Stefan Kunzman
Juan Carlos Onettis Gesammelte Erzählungen erscheinen erstmals auf Deutsch
Der uruguayische Schriftsteller Juan Carlos Onetti ist in Deutschland weitaus weniger bekannt als Gabriel García Marquez, Mario Vargas Llosa oder Julio Cortázar. Dabei gebührt ihm ebenso ein Platz in der Galerie jener großen lateinamerikanischen Autoren des 20. Jahrhunderts. Seine bedeutendsten Werke wie Der Schacht (1939), Das kurze Leben (1950) oder Die Werft (1961) entstanden nicht nur vor dem weltweiten ?Boom?, den die lateinamerikanische Literatur in den sechziger Jahren erlebte, sondern beeinflussten eine ganze Schriftstellergeneration maßgeblich.
Onetti, 1909 in Montevideo geboren, pendelte jahrelang zwischen den beiden Metropolen am Rio de la Plata, arbeitete als Journalist und Übersetzer in Buenos Aires und als Direktor der Städtischen Bibliotheken sowie der Nationalkomödie in seiner uruguayischen Heimat. Die letzten 20 Jahre seines Lebens verbrachte er im Exil in Madrid, wo er 1994 starb. Nun sind seine Gesammelten Erzählungen auf Deutsch erschienen. Sie umspannen die Jahre von 1941 bis 1993. Onetti veröffentlichte sie in der argentinischen Zeitung La Nación oder in der Zeitschrift La Marcha. Manche von ihnen, rasche Skizzen oder Kurzgeschichten, umfassen nur wenige Seiten.
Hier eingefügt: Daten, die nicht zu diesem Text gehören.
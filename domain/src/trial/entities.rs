//! Trial entities

use crate::core::error::DomainError;
use crate::persona::entities::Persona;
use chrono::{DateTime, Utc};
use serde::{Deserialize, Serialize};
use uuid::Uuid;

/// Speaker id used for moderator interactions
pub const MODERATOR_SPEAKER: &str = "moderator";

/// Speaker id used for synthetic failure interactions
pub const SYSTEM_SPEAKER: &str = "system";

/// Status of a trial.
///
/// ```text
/// Initializing -> GatheringInitialResponses -> Deliberating -> GeneratingVerdict -> Completed
///       \                   \                       \                  \
///        +-------------------+-----------------------+------------------+--> Failed
/// ```
///
/// Transitions only move forward. `Completed` and `Failed` are terminal.
#[derive(Debug, Clone, Copy, PartialEq, Eq, Hash, Serialize, Deserialize)]
#[serde(rename_all = "SCREAMING_SNAKE_CASE")]
pub enum TrialStatus {
    Initializing,
    GatheringInitialResponses,
    Deliberating,
    GeneratingVerdict,
    Completed,
    Failed,
}

impl TrialStatus {
    pub fn as_str(&self) -> &'static str {
        match self {
            TrialStatus::Initializing => "INITIALIZING",
            TrialStatus::GatheringInitialResponses => "GATHERING_INITIAL_RESPONSES",
            TrialStatus::Deliberating => "DELIBERATING",
            TrialStatus::GeneratingVerdict => "GENERATING_VERDICT",
            TrialStatus::Completed => "COMPLETED",
            TrialStatus::Failed => "FAILED",
        }
    }

    pub fn display_name(&self) -> &'static str {
        match self {
            TrialStatus::Initializing => "Initializing",
            TrialStatus::GatheringInitialResponses => "Gathering initial responses",
            TrialStatus::Deliberating => "Deliberating",
            TrialStatus::GeneratingVerdict => "Generating verdict",
            TrialStatus::Completed => "Completed",
            TrialStatus::Failed => "Failed",
        }
    }

    fn rank(&self) -> u8 {
        match self {
            TrialStatus::Initializing => 0,
            TrialStatus::GatheringInitialResponses => 1,
            TrialStatus::Deliberating => 2,
            TrialStatus::GeneratingVerdict => 3,
            TrialStatus::Completed | TrialStatus::Failed => 4,
        }
    }

    pub fn is_terminal(&self) -> bool {
        matches!(self, TrialStatus::Completed | TrialStatus::Failed)
    }

    /// Whether `next` is a legal successor of this status.
    pub fn can_transition_to(&self, next: TrialStatus) -> bool {
        !self.is_terminal() && next.rank() > self.rank()
    }
}

impl std::fmt::Display for TrialStatus {
    fn fmt(&self, f: &mut std::fmt::Formatter<'_>) -> std::fmt::Result {
        write!(f, "{}", self.as_str())
    }
}

impl std::str::FromStr for TrialStatus {
    type Err = DomainError;

    fn from_str(s: &str) -> Result<Self, Self::Err> {
        match s {
            "INITIALIZING" => Ok(TrialStatus::Initializing),
            "GATHERING_INITIAL_RESPONSES" => Ok(TrialStatus::GatheringInitialResponses),
            "DELIBERATING" => Ok(TrialStatus::Deliberating),
            "GENERATING_VERDICT" => Ok(TrialStatus::GeneratingVerdict),
            "COMPLETED" => Ok(TrialStatus::Completed),
            "FAILED" => Ok(TrialStatus::Failed),
            other => Err(DomainError::UnknownStatus(other.to_string())),
        }
    }
}

/// Kind of transcript entry
#[derive(Debug, Clone, Copy, PartialEq, Eq, Hash, Serialize, Deserialize)]
#[serde(rename_all = "SCREAMING_SNAKE_CASE")]
pub enum InteractionType {
    InitialQuestion,
    InitialResponse,
    FollowUpQuestion,
    FollowUpResponse,
    Verdict,
}

impl InteractionType {
    pub fn as_str(&self) -> &'static str {
        match self {
            InteractionType::InitialQuestion => "INITIAL_QUESTION",
            InteractionType::InitialResponse => "INITIAL_RESPONSE",
            InteractionType::FollowUpQuestion => "FOLLOW_UP_QUESTION",
            InteractionType::FollowUpResponse => "FOLLOW_UP_RESPONSE",
            InteractionType::Verdict => "VERDICT",
        }
    }

    /// Whether a persona produced this interaction
    pub fn is_response(&self) -> bool {
        matches!(
            self,
            InteractionType::InitialResponse | InteractionType::FollowUpResponse
        )
    }
}

impl std::fmt::Display for InteractionType {
    fn fmt(&self, f: &mut std::fmt::Formatter<'_>) -> std::fmt::Result {
        write!(f, "{}", self.as_str())
    }
}

impl std::str::FromStr for InteractionType {
    type Err = DomainError;

    fn from_str(s: &str) -> Result<Self, Self::Err> {
        match s {
            "INITIAL_QUESTION" => Ok(InteractionType::InitialQuestion),
            "INITIAL_RESPONSE" => Ok(InteractionType::InitialResponse),
            "FOLLOW_UP_QUESTION" => Ok(InteractionType::FollowUpQuestion),
            "FOLLOW_UP_RESPONSE" => Ok(InteractionType::FollowUpResponse),
            "VERDICT" => Ok(InteractionType::Verdict),
            other => Err(DomainError::UnknownInteractionType(other.to_string())),
        }
    }
}

/// One entry of a trial transcript (Entity)
#[derive(Debug, Clone, PartialEq, Eq, Serialize, Deserialize)]
#[serde(rename_all = "camelCase")]
pub struct TrialInteraction {
    pub id: String,
    pub trial_id: String,
    #[serde(rename = "type")]
    pub interaction_type: InteractionType,
    /// `"moderator"`, `"system"` or a persona id
    pub speaker: String,
    pub content: String,
    /// Only set for follow-up questions
    #[serde(default, skip_serializing_if = "Option::is_none")]
    pub target_persona: Option<String>,
    pub timestamp: DateTime<Utc>,
    pub round_number: u32,
}

impl TrialInteraction {
    pub fn new(
        trial_id: impl Into<String>,
        interaction_type: InteractionType,
        speaker: impl Into<String>,
        content: impl Into<String>,
        round_number: u32,
    ) -> Self {
        Self {
            id: Uuid::new_v4().to_string(),
            trial_id: trial_id.into(),
            interaction_type,
            speaker: speaker.into(),
            content: content.into(),
            target_persona: None,
            timestamp: Utc::now(),
            round_number: round_number.max(1),
        }
    }

    pub fn initial_question(trial_id: &str, question: &str) -> Self {
        Self::new(
            trial_id,
            InteractionType::InitialQuestion,
            MODERATOR_SPEAKER,
            question,
            1,
        )
    }

    pub fn initial_response(trial_id: &str, persona_id: &str, content: &str) -> Self {
        Self::new(
            trial_id,
            InteractionType::InitialResponse,
            persona_id,
            content,
            1,
        )
    }

    pub fn follow_up_question(
        trial_id: &str,
        target_persona_id: &str,
        question: &str,
        round: u32,
    ) -> Self {
        let mut interaction = Self::new(
            trial_id,
            InteractionType::FollowUpQuestion,
            MODERATOR_SPEAKER,
            question,
            round,
        );
        interaction.target_persona = Some(target_persona_id.to_string());
        interaction
    }

    pub fn follow_up_response(trial_id: &str, persona_id: &str, content: &str, round: u32) -> Self {
        Self::new(
            trial_id,
            InteractionType::FollowUpResponse,
            persona_id,
            content,
            round,
        )
    }

    pub fn verdict(trial_id: &str, content: &str, round: u32) -> Self {
        Self::new(
            trial_id,
            InteractionType::Verdict,
            MODERATOR_SPEAKER,
            content,
            round,
        )
    }

    /// Synthetic interaction recording why a trial failed.
    pub fn failure(trial_id: &str, reason: &str, round: u32) -> Self {
        Self::new(
            trial_id,
            InteractionType::Verdict,
            SYSTEM_SPEAKER,
            format!("Trial failed: {}", reason),
            round,
        )
    }

    pub fn is_from_moderator(&self) -> bool {
        self.speaker == MODERATOR_SPEAKER
    }
}

/// One deliberation session (Aggregate root)
///
/// Invariants enforced here:
/// - `personas` is fixed at creation
/// - `interactions` only grows, with non-decreasing round numbers
/// - `status` only moves forward (see [`TrialStatus`])
/// - `completed_at` is set iff the status is terminal
#[derive(Debug, Clone, PartialEq, Eq, Serialize, Deserialize)]
#[serde(rename_all = "camelCase")]
pub struct Trial {
    pub id: String,
    pub original_question: String,
    pub personas: Vec<Persona>,
    pub interactions: Vec<TrialInteraction>,
    pub status: TrialStatus,
    #[serde(default)]
    pub verdict: Option<String>,
    pub created_at: DateTime<Utc>,
    #[serde(default)]
    pub completed_at: Option<DateTime<Utc>>,
}

impl Trial {
    pub fn new(original_question: impl Into<String>, personas: Vec<Persona>) -> Self {
        Self {
            id: Uuid::new_v4().to_string(),
            original_question: original_question.into(),
            personas,
            interactions: Vec::new(),
            status: TrialStatus::Initializing,
            verdict: None,
            created_at: Utc::now(),
            completed_at: None,
        }
    }

    pub fn is_terminal(&self) -> bool {
        self.status.is_terminal()
    }

    /// Highest round number recorded so far (0 for an empty transcript)
    pub fn current_round(&self) -> u32 {
        self.interactions
            .iter()
            .map(|i| i.round_number)
            .max()
            .unwrap_or(0)
    }

    /// Check that `interaction` may be appended, without appending it.
    pub fn check_append(&self, interaction: &TrialInteraction) -> Result<(), DomainError> {
        if self.is_terminal() {
            return Err(DomainError::TrialTerminal(self.id.clone()));
        }
        if interaction.interaction_type == InteractionType::InitialQuestion {
            if interaction.round_number != 1 {
                return Err(DomainError::QuestionOutOfRound(interaction.round_number));
            }
            if self
                .interactions
                .iter()
                .any(|i| i.interaction_type == InteractionType::InitialQuestion)
            {
                return Err(DomainError::DuplicateQuestion(self.id.clone()));
            }
        }
        let current = self.current_round();
        if interaction.round_number < current {
            return Err(DomainError::RoundRegression {
                current,
                attempted: interaction.round_number,
            });
        }
        Ok(())
    }

    pub fn append(&mut self, interaction: TrialInteraction) -> Result<(), DomainError> {
        self.check_append(&interaction)?;
        self.interactions.push(interaction);
        Ok(())
    }

    /// Move to a non-terminal status.
    ///
    /// Use [`complete`](Self::complete) and [`fail`](Self::fail) for the
    /// terminal ones, since they carry extra data.
    pub fn transition_to(&mut self, status: TrialStatus) -> Result<(), DomainError> {
        if status.is_terminal() || !self.status.can_transition_to(status) {
            return Err(self.transition_error(status));
        }
        self.status = status;
        Ok(())
    }

    pub fn complete(
        &mut self,
        verdict: impl Into<String>,
        at: DateTime<Utc>,
    ) -> Result<(), DomainError> {
        if !self.status.can_transition_to(TrialStatus::Completed) {
            return Err(self.transition_error(TrialStatus::Completed));
        }
        self.status = TrialStatus::Completed;
        self.verdict = Some(verdict.into());
        self.completed_at = Some(at);
        Ok(())
    }

    /// Append the failure interaction and mark the trial failed.
    pub fn fail(&mut self, failure: TrialInteraction, at: DateTime<Utc>) -> Result<(), DomainError> {
        if !self.status.can_transition_to(TrialStatus::Failed) {
            return Err(self.transition_error(TrialStatus::Failed));
        }
        self.append(failure)?;
        self.status = TrialStatus::Failed;
        self.completed_at = Some(at);
        Ok(())
    }

    /// Whether `persona_id` already answered with `interaction_type` in `round`.
    pub fn has_response(
        &self,
        persona_id: &str,
        interaction_type: InteractionType,
        round: u32,
    ) -> bool {
        self.interactions.iter().any(|i| {
            i.speaker == persona_id
                && i.interaction_type == interaction_type
                && i.round_number == round
        })
    }

    pub fn persona(&self, id: &str) -> Option<&Persona> {
        self.personas.iter().find(|p| p.id == id)
    }

    fn transition_error(&self, to: TrialStatus) -> DomainError {
        if self.is_terminal() {
            DomainError::TrialTerminal(self.id.clone())
        } else {
            DomainError::InvalidTransition {
                from: self.status.to_string(),
                to: to.to_string(),
            }
        }
    }
}
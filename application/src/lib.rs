//! Application layer for the-jury
//!
//! This crate contains use cases, port definitions, and application configuration.
//! It depends only on the domain layer.

pub mod config;
pub mod ports;
pub mod use_cases;

// Re-export commonly used types
pub use config::{MAX_ROUNDS_CEILING, TrialParams};
pub use ports::{
    conversation_logger::{ConversationEvent, ConversationLogger, NoConversationLogger},
    llm_gateway::{GatewayError, LlmGateway},
    trial_repository::{RepositoryError, TrialRepository},
};
pub use use_cases::conduct_trial::{
    NO_INITIAL_RESPONSES, QUESTION_NOT_RECORDED, STOPPED_BY_USER, TrialOrchestrator,
    VERDICT_NOT_RECORDED,
};
pub use use_cases::moderator::Moderator;
pub use use_cases::persona_runner::PersonaRunner;
pub use use_cases::response_streamer::ResponseStreamer;
pub use use_cases::stream_registry::StreamRegistry;
pub use use_cases::summon_jury::SummonJury;
pub use use_cases::trial_store::{TrialStore, TrialStoreError};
Zentraler Schauplatz der Geschichten ist jeweils eine Stadt, zunächst noch konkret Buenos Aires. Später dann schuf Onetti mit dem fiktiven Stadtstaat Santa Maria seinen eigenen Mikrokosmos, wie Faulkner. Die Personen, die darin leben, sind gescheiterte Existenzen. Sie verkehren in schäbigen Hotelzimmern oder Bordellen, sind Säufer, Drogenabhängige und Prostituierte - Gestrandete, die nichts mehr vom Leben zu erwarten haben. Nirgendwo mehr einbezogen, angeekelt vom Leben und von ihrer Umwelt. Onettis Verlorene glauben weder an die Liebe noch an irgend einen Ausweg aus dem ?Schacht?, in den sie sich zurückgezogen haben und der ihnen zur tödlichen Falle geworden ist. In der Titelgeschichte heißt es: ?Sie sind an elende Dinge gekettet, und die Dinge sind es, von denen Sie mitgeschleift werden. Das geht nirgendwohin, und Sie wollen es auch nicht wirklich.?
In der ersten Erzählung des Bandes bittet eine Frau einen heruntergekommenen Theaterdirektor, für sie in einer Privatvorstellung eine Szene aufzuführen - eine Traumszene und zugleich einziger Augenblick des Glücks für die Frau. Einziger Fluchtweg aus der Monotonie der ?kleinen täglichen Tode? ist eine Traumwelt - oder ein Kunstwerk. Ein Vergleich Onettis mit Albert Camus liegt nahe. Existentialistisch sind viele seiner Erzählungen und Romane, geprägt von einem abgrundtiefen Pessimismus, verstärkt durch Onettis lyrisch dichte Sprache, getragen von einer an Sarkasmus grenzenden Ironie. Der Uruguayer, zeitlebens im Schatten von Borges, demonstriert hier in der kurzen Erzählform seine Stellung als einer der Großen der lateinamerikanischen Literatur.